## What this task involves
Nothing should differ between your answer and the records.

## Task inputs
○ ○ ○ ○

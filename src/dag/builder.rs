// src/dag/builder.rs

//! One-shot construction of the executor graph from an ordered command list.

use std::collections::HashMap;

use tracing::debug;

use crate::config::model::{Action, CommandNode};
use crate::dag::executor::ExecutorKind;
use crate::dag::graph::{ExecGraph, ExecutorId};
use crate::errors::{MacroError, Result};
use crate::types::Modifier;

/// Output of [`GraphBuilder::build`].
#[derive(Debug)]
pub struct BuiltGraph {
    pub graph: ExecGraph,
    /// First main-stream executor; the run is seeded with it.
    pub start: ExecutorId,
}

/// Walks the commands in file order and wires:
///
/// - main-stream commands to each other (successor edges, or concurrent-start
///   edges after a `start` command or a group member),
/// - group members to a shared group waiter, which is spliced into the main
///   stream once the group ends,
/// - AFTER commands as successors of every process they reference,
/// - `wait` commands to every process they reference.
pub struct GraphBuilder<'a> {
    nodes: &'a [CommandNode],
    names: HashMap<&'a str, usize>,
    graph: ExecGraph,
    start: Option<ExecutorId>,
    last_main: Option<MainStreamTail>,
    pending_waiter: Option<ExecutorId>,
}

#[derive(Debug, Clone, Copy)]
struct MainStreamTail {
    id: ExecutorId,
    /// The next main-stream command starts alongside this one.
    concurrent: bool,
}

impl<'a> GraphBuilder<'a> {
    pub fn new(nodes: &'a [CommandNode]) -> Self {
        let names = nodes
            .iter()
            .enumerate()
            .filter_map(|(i, n)| n.name.as_deref().map(|name| (name, i)))
            .collect();

        Self {
            nodes,
            names,
            graph: ExecGraph::new(),
            start: None,
            last_main: None,
            pending_waiter: None,
        }
    }

    /// Build the graph for `nodes`.
    pub fn build(nodes: &'a [CommandNode]) -> Result<BuiltGraph> {
        GraphBuilder::new(nodes).run()
    }

    fn run(mut self) -> Result<BuiltGraph> {
        for index in 0..self.nodes.len() {
            self.place(index)?;
        }

        // A group at the very end still gets its join point on the stream.
        self.splice_pending_waiter();

        let start = self.start.ok_or(MacroError::NoStartCommand)?;
        debug!(
            executors = self.graph.len(),
            start, "executor graph built"
        );

        Ok(BuiltGraph {
            graph: self.graph,
            start,
        })
    }

    fn place(&mut self, index: usize) -> Result<()> {
        let nodes = self.nodes;
        let node = &nodes[index];
        let id = self.executor_for(index);

        if node.action.is_group() {
            let waiter = match self.pending_waiter {
                Some(waiter) => waiter,
                None => {
                    let waiter = self.graph.add_group_waiter();
                    self.pending_waiter = Some(waiter);
                    waiter
                }
            };
            self.graph.add_awaited(waiter, id);
        } else {
            self.splice_pending_waiter();
        }

        if node.modifier == Modifier::After {
            for name in &node.after {
                let target = self.resolve(node, name)?;
                self.graph.add_successor(target, id);
            }
            return Ok(());
        }

        if let Action::Wait { targets } = &node.action {
            for name in targets {
                let target = self.resolve(node, name)?;
                self.graph.add_awaited(id, target);
            }
        }

        self.append_main(
            id,
            node.action.is_group() || node.modifier == Modifier::Start,
        );
        Ok(())
    }

    fn append_main(&mut self, id: ExecutorId, concurrent: bool) {
        match self.last_main {
            None => {
                if self.start.is_none() {
                    self.start = Some(id);
                }
            }
            Some(tail) if tail.concurrent => self.graph.add_concurrent_start(tail.id, id),
            Some(tail) => self.graph.add_successor(tail.id, id),
        }
        self.last_main = Some(MainStreamTail { id, concurrent });
    }

    /// The group waiter becomes the main-stream tail; it is already reachable
    /// from every member through successor edges.
    fn splice_pending_waiter(&mut self) {
        if let Some(waiter) = self.pending_waiter.take() {
            self.last_main = Some(MainStreamTail {
                id: waiter,
                concurrent: false,
            });
        }
    }

    fn executor_for(&mut self, index: usize) -> ExecutorId {
        let kind = match &self.nodes[index].action {
            Action::Wait { .. } => ExecutorKind::Wait,
            _ => ExecutorKind::Command,
        };
        self.graph.get_or_create(index, kind)
    }

    fn resolve(&mut self, node: &CommandNode, name: &str) -> Result<ExecutorId> {
        let index = *self
            .names
            .get(name)
            .ok_or_else(|| MacroError::UnknownProcess {
                location: node.location.clone(),
                name: name.to_string(),
            })?;
        Ok(self.executor_for(index))
    }
}
use clause_merkle_tree::{
    ClauseStatus, DocumentComparison, MerkleHasher, MerkleTree, Sha256Hasher, compare_documents,
};
use tutorials::{contracts, extract_clauses, init_tracing};

fn main() {
    init_tracing();
    let hasher = Sha256Hasher;

    // Split each version into clauses, one per line.
    let v1 = extract_clauses(contracts::V1);
    let v2 = extract_clauses(contracts::V2);
    let v3 = extract_clauses(contracts::V3);
    let v4 = extract_clauses(contracts::V4);

    // Commit to every version.
    let tree_v1 = MerkleTree::from_clauses(&hasher, &v1).expect("v1 has clauses");
    let tree_v2 = MerkleTree::from_clauses(&hasher, &v2).expect("v2 has clauses");
    println!("--- Overall contract comparison ---");
    println!("V1 root: {}", tree_v1.root());
    println!("V2 root: {}", tree_v2.root());

    // Compare roots first; a clause diff is only produced when they differ.
    for (name, other) in [("V2", &v2), ("V3", &v3), ("V4", &v4)] {
        let comparison = compare_documents(&hasher, &v1, other).expect("both versions have clauses");
        println!("\nV1 vs {}: {}", name, verdict(&comparison));
        print_clause_diff(&comparison);
    }

    println!("\n--- Merkle proof demonstration ---");
    // Prove clause 2 of V1 without revealing the other clauses.
    let index = 1;
    let proof = tree_v1.proof(index).expect("v1 has a second clause");
    println!("Proof for {:?} (clause {}):", v1[index], index + 1);
    for step in proof.steps() {
        println!("  {} {}", step.side, step.sibling);
    }

    let leaf = hasher.leaf_hash(v1[index].as_bytes());
    println!(
        "Against V1 root: {}",
        passed(proof.verify(&hasher, &leaf, &tree_v1.root()))
    );
    // The same proof cannot vouch for the amended version.
    println!(
        "Against V2 root: {}",
        passed(proof.verify(&hasher, &leaf, &tree_v2.root()))
    );

    let proof_v2 = tree_v2.proof(index).expect("v2 has a second clause");
    println!("Proofs for clause 2 identical across versions? {}", proof == proof_v2);
}

fn verdict(comparison: &DocumentComparison) -> &'static str {
    if comparison.is_identical() {
        "identical"
    } else {
        "different"
    }
}

fn passed(ok: bool) -> &'static str {
    if ok { "PASSED" } else { "FAILED" }
}

fn print_clause_diff(comparison: &DocumentComparison) {
    let Some(diff) = &comparison.diff else {
        return;
    };
    for entry in diff {
        let clause = entry.index + 1;
        match entry.status {
            ClauseStatus::Unchanged => println!("  Clause {}: match", clause),
            ClauseStatus::Changed => {
                println!("  Clause {}: difference", clause);
                println!("    V1: {}", entry.before.as_deref().unwrap_or_default());
                println!("    V2: {}", entry.after.as_deref().unwrap_or_default());
            }
            ClauseStatus::Added => println!(
                "  Clause {}: only in the second version: {}",
                clause,
                entry.after.as_deref().unwrap_or_default()
            ),
            ClauseStatus::Removed => println!(
                "  Clause {}: only in the first version: {}",
                clause,
                entry.before.as_deref().unwrap_or_default()
            ),
        }
    }
}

○ ○ ○ ○

## Final answer
filename src/dag/builder.rs
// src/dag/builder.rs

//! One-shot construction of the executor graph from an ordered command list.

use std::collections::HashMap;

use tracing::debug;

use crate::config::model::{Action, CommandNode};
use crate::dag::executor::ExecutorKind;
use crate::dag::graph::{ExecGraph, ExecutorId};
use crate::errors::{MacroError, Result};
use crate::types::Modifier;

/// Output of [`GraphBuilder::build`].
#[derive(Debug)]
pub struct BuiltGraph {
    pub graph: ExecGraph,
    /// First main-stream executor; the run is seeded with it.
    pub start: ExecutorId,
}

/// Walks the commands in file order and wires:
///
/// - main-stream commands to each other (successor edges, or concurrent-start
///   edges after a `start` command or a group member),
/// - group members to a shared group waiter, which is spliced into the main
///   stream once the group ends,
/// - AFTER commands as successors of every process they reference,
/// - `wait` commands to every process they reference.
pub struct GraphBuilder<'a> {
    nodes: &'a [CommandNode],
    names: HashMap<&'a str, usize>,
    graph: ExecGraph,
    start: Option<ExecutorId>,
    last_main: Option<MainStreamTail>,
    pending_waiter: Option<ExecutorId>,
}

#[derive(Debug, Clone, Copy)]
struct MainStreamTail {
    id: ExecutorId,
    /// The next main-stream command starts alongside this one.
    concurrent: bool,
}

impl<'a> GraphBuilder<'a> {
    pub fn new(nodes: &'a [CommandNode]) -> Self {
        let names = nodes
            .iter()
            .enumerate()
            .filter_map(|(i, n)| n.name.as_deref().map(|name| (name, i)))
            .collect();

        Self {
            nodes,
            names,
            graph: ExecGraph::new(),
            start: None,
            last_main: None,
            pending_waiter: None,
        }
    }

    /// Build the graph for `nodes`.
    pub fn build(nodes: &'a [CommandNode]) -> Result<BuiltGraph> {
        GraphBuilder::new(nodes).run()
    }

    fn run(mut self) -> Result<BuiltGraph> {
        for index in 0..self.nodes.len() {
            self.place(index)?;
        }

        // A group at the very end still gets its join point on the stream.
        self.splice_pending_waiter();

        let start = self.start.ok_or(MacroError::NoStartCommand)?;
        debug!(
            executors = self.graph.len(),
            start, "executor graph built"
        );

        Ok(BuiltGraph {
            graph: self.graph,
            start,
        })
    }

    fn place(&mut self, index: usize) -> Result<()> {
        let nodes = self.nodes;
        let node = &nodes[index];
        let id = self.executor_for(index);

        if node.action.is_group() {
            let waiter = match self.pending_waiter {
                Some(waiter) => waiter,
                None => {
                    let waiter = self.graph.add_group_waiter();
                    self.pending_waiter = Some(waiter);
                    waiter
                }
            };
            self.graph.add_awaited(waiter, id);
        } else {
            self.splice_pending_waiter();
        }

        if node.modifier == Modifier::After {
            for name in &node.after {
                let target = self.resolve(node, name)?;
                self.graph.add_successor(target, id);
            }
            return Ok(());
        }

        if let Action::Wait { targets } = &node.action {
            for name in targets {
                let target = self.resolve(node, name)?;
                self.graph.add_awaited(id, target);
            }
        }

        self.append_main(
            id,
            node.action.is_group() || node.modifier == Modifier::Start,
        );
        Ok(())
    }

    fn append_main(&mut self, id: ExecutorId, concurrent: bool) {
        match self.last_main {
            None => {
                if self.start.is_none() {
                    self.start = Some(id);
                }
            }
            Some(tail) if tail.concurrent => self.graph.add_concurrent_start(tail.id, id),
            Some(tail) => self.graph.add_successor(tail.id, id),
        }
        self.last_main = Some(MainStreamTail { id, concurrent });
    }

    /// The group waiter becomes the main-stream tail; it is already reachable
    /// from every member through successor edges.
    fn splice_pending_waiter(&mut self) {
        if let Some(waiter) = self.pending_waiter.take() {
            self.last_main = Some(MainStreamTail {
                id: waiter,
                concurrent: false,
            });
        }
    }

    fn executor_for(&mut self, index: usize) -> ExecutorId {
        let kind = match &self.nodes[index].action {
            Action::Wait { .. } => ExecutorKind::Wait,
            _ => ExecutorKind::Command,
        };
        self.graph.get_or_create(index, kind)
    }

    fn resolve(&mut self, node: &CommandNode, name: &str) -> Result<ExecutorId> {
        let index = *self
            .names
            .get(name)
            .ok_or_else(|| MacroError::UnknownProcess {
                location: node.location.clone(),
                name: name.to_string(),
            })?;
        Ok(self.executor_for(index))
    }
}
use clause_merkle_tree::{
    ClauseStatus, DocumentComparison, MerkleHasher, MerkleTree, Sha256Hasher, compare_documents,
};
use tutorials::{contracts, extract_clauses, init_tracing};

fn main() {
    init_tracing();
    let hasher = Sha256Hasher;

    // Split each version into clauses, one per line.
    let v1 = extract_clauses(contracts::V1);
    let v2 = extract_clauses(contracts::V2);
    let v3 = extract_clauses(contracts::V3);
    let v4 = extract_clauses(contracts::V4);

    // Commit to every version.
    let tree_v1 = MerkleTree::from_clauses(&hasher, &v1).expect("v1 has clauses");
    let tree_v2 = MerkleTree::from_clauses(&hasher, &v2).expect("v2 has clauses");
    println!("--- Overall contract comparison ---");
    println!("V1 root: {}", tree_v1.root());
    println!("V2 root: {}", tree_v2.root());

    // Compare roots first; a clause diff is only produced when they differ.
    for (name, other) in [("V2", &v2), ("V3", &v3), ("V4", &v4)] {
        let comparison = compare_documents(&hasher, &v1, other).expect("both versions have clauses");
        println!("\nV1 vs {}: {}", name, verdict(&comparison));
        print_clause_diff(&comparison);
    }

    println!("\n--- Merkle proof demonstration ---");
    // Prove clause 2 of V1 without revealing the other clauses.
    let index = 1;
    let proof = tree_v1.proof(index).expect("v1 has a second clause");
    println!("Proof for {:?} (clause {}):", v1[index], index + 1);
    for step in proof.steps() {
        println!("  {} {}", step.side, step.sibling);
    }

    let leaf = hasher.leaf_hash(v1[index].as_bytes());
    println!(
        "Against V1 root: {}",
        passed(proof.verify(&hasher, &leaf, &tree_v1.root()))
    );
    // The same proof cannot vouch for the amended version.
    println!(
        "Against V2 root: {}",
        passed(proof.verify(&hasher, &leaf, &tree_v2.root()))
    );

    let proof_v2 = tree_v2.proof(index).expect("v2 has a second clause");
    println!("Proofs for clause 2 identical across versions? {}", proof == proof_v2);
}

fn verdict(comparison: &DocumentComparison) -> &'static str {
    if comparison.is_identical() {
        "identical"
    } else {
        "different"
    }
}

fn passed(ok: bool) -> &'static str {
    if ok { "PASSED" } else { "FAILED" }
}

fn print_clause_diff(comparison: &DocumentComparison) {
    let Some(diff) = &comparison.diff else {
        return;
    };
    for entry in diff {
        let clause = entry.index + 1;
        match entry.status {
            ClauseStatus::Unchanged => println!("  Clause {}: match", clause),
            ClauseStatus::Changed => {
                println!("  Clause {}: difference", clause);
                println!("    V1: {}", entry.before.as_deref().unwrap_or_default());
                println!("    V2: {}", entry.after.as_deref().unwrap_or_default());
            }
            ClauseStatus::Added => println!(
                "  Clause {}: only in the second version: {}",
                clause,
                entry.after.as_deref().unwrap_or_default()
            ),
            ClauseStatus::Removed => println!(
                "  Clause {}: only in the first version: {}",
                clause,
                entry.before.as_deref().unwrap_or_default()
            ),
        }
    }
}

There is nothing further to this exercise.